大佬,我前后端都搞定,以后现在数据库我看见有东西了,但是前端刷新不到那个界面,却是什么情况?
大佬,安装成功后,打开了前端网页,注册成功,输入信息登录后,提示:
Oops!
Looks like we ran into a little issue. Please try again later.
这是什么原因?
没遇到过,按道理来说既然都可以注册了,登录进去应该就是正常的才对。
大佬,注册账户后登录时,提示:”Oops! Looks like we ran into a little issue. Please try again later.”
设置displayErrorDetails为true后,提示错误如下:
Slim Application Error
The application could not run because of the following error:
Details
Type: Elasticsearch\Common\Exceptions\BadRequest400Exception
Code: 400
Message: {“error”:{“root_cause”:[{“type”:”query_shard_exception”,”reason”:”No mapping found for [seeders] in order to sort on”,”index_uuid”:”nwVbIYF2QR6t6S5EH9Mb9w”,”index”:”torrents”}],”type”:”search_phase_execution_exception”,”reason”:”all shards failed”,”phase”:”query”,”grouped”:true,”failed_shards”:[{“shard”:0,”index”:”torrents”,”node”:”yWoCXa21QYy3V6LhowHbTg”,”reason”:{“type”:”query_shard_exception”,”reason”:”No mapping found for [seeders] in order to sort on”,”index_uuid”:”nwVbIYF2QR6t6S5EH9Mb9w”,”index”:”torrents”}}]},”status”:400}
File: /opt/www-php/vendor/elasticsearch/elasticsearch/src/Elasticsearch/Connections/Connection.php
Line: 630
应该是elasticsearch的问题,但是不知道怎么解决,大佬有时间可以帮忙看看吗
看样子是elasticsearch服务没起来,你的机器内存有多少,elasticsearch至少给它2G内存才能运行的比较顺。

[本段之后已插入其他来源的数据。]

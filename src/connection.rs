use crate::consumer::RecordQueue;
use crate::defs::MAX_LINE_BYTES;
use crate::errors::ServerError;
use crate::protocol::{Line, Record};
use crate::shutdown::{ParticipantId, ShutdownCoordinator, ShutdownParticipant};

use std::io::{BufRead, BufReader, Read};
use std::net::{Shutdown, SocketAddr, TcpStream};
use std::sync::atomic::{AtomicBool, Ordering};
use std::sync::Arc;

/// Why a connection handler stopped reading.
#[derive(Clone, Copy, Debug, PartialEq, Eq)]
pub enum ConnectionOutcome {
    /// The client closed its side of the connection.
    Disconnected,
    /// The client sent a line that is neither a record nor a command.
    InvalidInput,
    /// The client sent `terminate`.
    Terminated,
    /// The server-wide shutdown closed the connection.
    Shutdown,
    /// Reading from the socket failed.
    IoError,
}

/// Reads records from one client connection and pushes them onto the
/// shared queue.
///
/// The handler registers itself with the [`ShutdownCoordinator`] on creation
/// so the shutdown broadcast can close its socket and unblock a pending read.
/// Dropping the handler closes the socket and unregisters it, whichever way
/// the connection ended.
pub struct ConnectionHandler {
    stream: TcpStream,
    peer: SocketAddr,
    queue: Arc<RecordQueue>,
    max_record: Record,
    coordinator: Arc<ShutdownCoordinator>,
    control: Arc<ConnectionControl>,
    participant_id: ParticipantId,
}

/// Shutdown-side view of a connection: a second handle on the socket and the
/// flag the reader checks before enqueuing.
struct ConnectionControl {
    peer: SocketAddr,
    stream: TcpStream,
    active: AtomicBool,
}

impl ConnectionControl {
    fn is_active(&self) -> bool {
        self.active.load(Ordering::SeqCst)
    }

    fn close(&self) {
        self.active.store(false, Ordering::SeqCst);
        // The peer may already be gone; nothing left to do in that case.
        let _ = self.stream.shutdown(Shutdown::Both);
    }
}

impl ShutdownParticipant for ConnectionControl {
    fn on_terminate(&self) {
        log::debug!("Closing connection {} for shutdown", self.peer);
        self.close();
    }

    fn name(&self) -> String {
        format!("connection {}", self.peer)
    }
}

impl ConnectionHandler {
    /// Wraps an accepted connection and registers it with `coordinator`.
    ///
    /// Records above `max_record` are treated as invalid input.
    ///
    /// # Errors
    /// Returns [`ServerError::ClientIoError`] if the socket cannot be
    /// inspected or cloned; the caller drops (and so closes) the stream.
    pub fn new(
        stream: TcpStream,
        queue: Arc<RecordQueue>,
        max_record: Record,
        coordinator: Arc<ShutdownCoordinator>,
    ) -> Result<Self, ServerError> {
        let peer = stream
            .peer_addr()
            .map_err(|e| ServerError::ClientIoError(e.to_string()))?;
        let control_stream = stream
            .try_clone()
            .map_err(|e| ServerError::ClientIoError(e.to_string()))?;

        let control = Arc::new(ConnectionControl {
            peer,
            stream: control_stream,
            active: AtomicBool::new(true),
        });
        let participant_id = coordinator.register(control.clone());

        Ok(Self {
            stream,
            peer,
            queue,
            max_record,
            coordinator,
            control,
            participant_id,
        })
    }

    /// Address of the connected client.
    pub fn peer_addr(&self) -> SocketAddr {
        self.peer
    }

    /// Reads lines until the client disconnects, misbehaves, sends
    /// `terminate`, or the server shuts down.
    ///
    /// Invalid input gets no reply: the connection is simply closed.
    pub fn run(self) -> ConnectionOutcome {
        let mut reader = BufReader::new(&self.stream);
        let mut line = String::new();
        let mut records = 0u64;

        let outcome = loop {
            if !self.control.is_active() {
                break ConnectionOutcome::Shutdown;
            }

            line.clear();
            let read = (&mut reader).take(MAX_LINE_BYTES).read_line(&mut line);

            // A shutdown may have raced with the read; drop whatever it returned.
            if !self.control.is_active() {
                break ConnectionOutcome::Shutdown;
            }

            match read {
                Ok(0) => {
                    log::debug!("Client {} closed connection", self.peer);
                    break ConnectionOutcome::Disconnected;
                }
                Ok(_) => match Line::parse_bounded(&line, self.max_record) {
                    Line::Record(value) => {
                        self.queue.push(value);
                        records += 1;
                    }
                    Line::Terminate => {
                        log::info!("Terminate command received from {}", self.peer);
                        self.coordinator.signal_stop();
                        break ConnectionOutcome::Terminated;
                    }
                    Line::Invalid => {
                        log::debug!(
                            "Invalid input from {}: {:?}, disconnecting",
                            self.peer,
                            line.trim_end()
                        );
                        break ConnectionOutcome::InvalidInput;
                    }
                },
                Err(e) => {
                    log::warn!("Connection failed for {}: {}", self.peer, e);
                    break ConnectionOutcome::IoError;
                }
            }
        };

        log::debug!(
            "Handler for {} finished ({:?}) after {} records",
            self.peer,
            outcome,
            records
        );
        outcome
    }
}

impl Drop for ConnectionHandler {
    fn drop(&mut self) {
        self.control.close();
        self.coordinator.unregister(self.participant_id);
        log::trace!("Connection {} released", self.peer);
    }
}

4G内存,但是systemctl status elasticsearch显示已经启动,这样算起启动了吗?
然后我看了数据库里,seeders的值是NULL
netstat -nltpu看看有没有es的端口在监听,9200/9300之类的,有的话就是启动成功了。
怎么爬到10229就暂停了呀
es或者mysql挂了?这程序比较吃机器配置。
es正常 sql如果跪了应该查询不了了吧
我发现es和sql都是跑着的
大佬,有个问题,安装完成后其他都正常,能登录能搜索,但是页面最下面提示:
Warning: number_format() expects parameter 1 to be float, array given in /opt/www-php/handlers/search/query.php on line 125
然后页面最上方左上角的种子总数一直没变,但是查看数据库,是有种子入库的
我的服务器是centos7 php是用宝塔的
猜测是php版本的问题,是用的7.0吗?
是7.0,直接用宝塔面板安装的,不知道是不是这个原因
您解决了嘛?
emmm
[PM2] Applying action restartProcessId on app [scraper](ids: 0)
[PM2] Applying action restartProcessId on app [loader](ids: 1)
[PM2] [scraper](0) ✓
[PM2] [loader](1) ✓
┌────┬────────────────────┬──────────┬──────┬───────────┬──────────┬──────────┐
│ id │ name │ mode │ ↺ │ status │ cpu │ memory │
├────┼────────────────────┼──────────┼──────┼───────────┼──────────┼──────────┤
│ 1 │ loader │ fork │ 1 │ online │ 0% │ 8.5mb │
│ 0 │ scraper │ fork │ 1 │ online │ 0% │ 25.5mb │
└────┴────────────────────┴──────────┴──────┴───────────┴──────────┴──────────┘
lala 这后端算不算运行起来啦惹 前端也能打开 但是
一直显示Doing some maintenance
emmm 已经解决了 lala 能不能发一下NGINX的伪静态 文件里的在宝塔保存出错
宝塔里的伪静态应该只需要下面这段就行了:
location / {
try_files $uri $uri/ /index.php;
}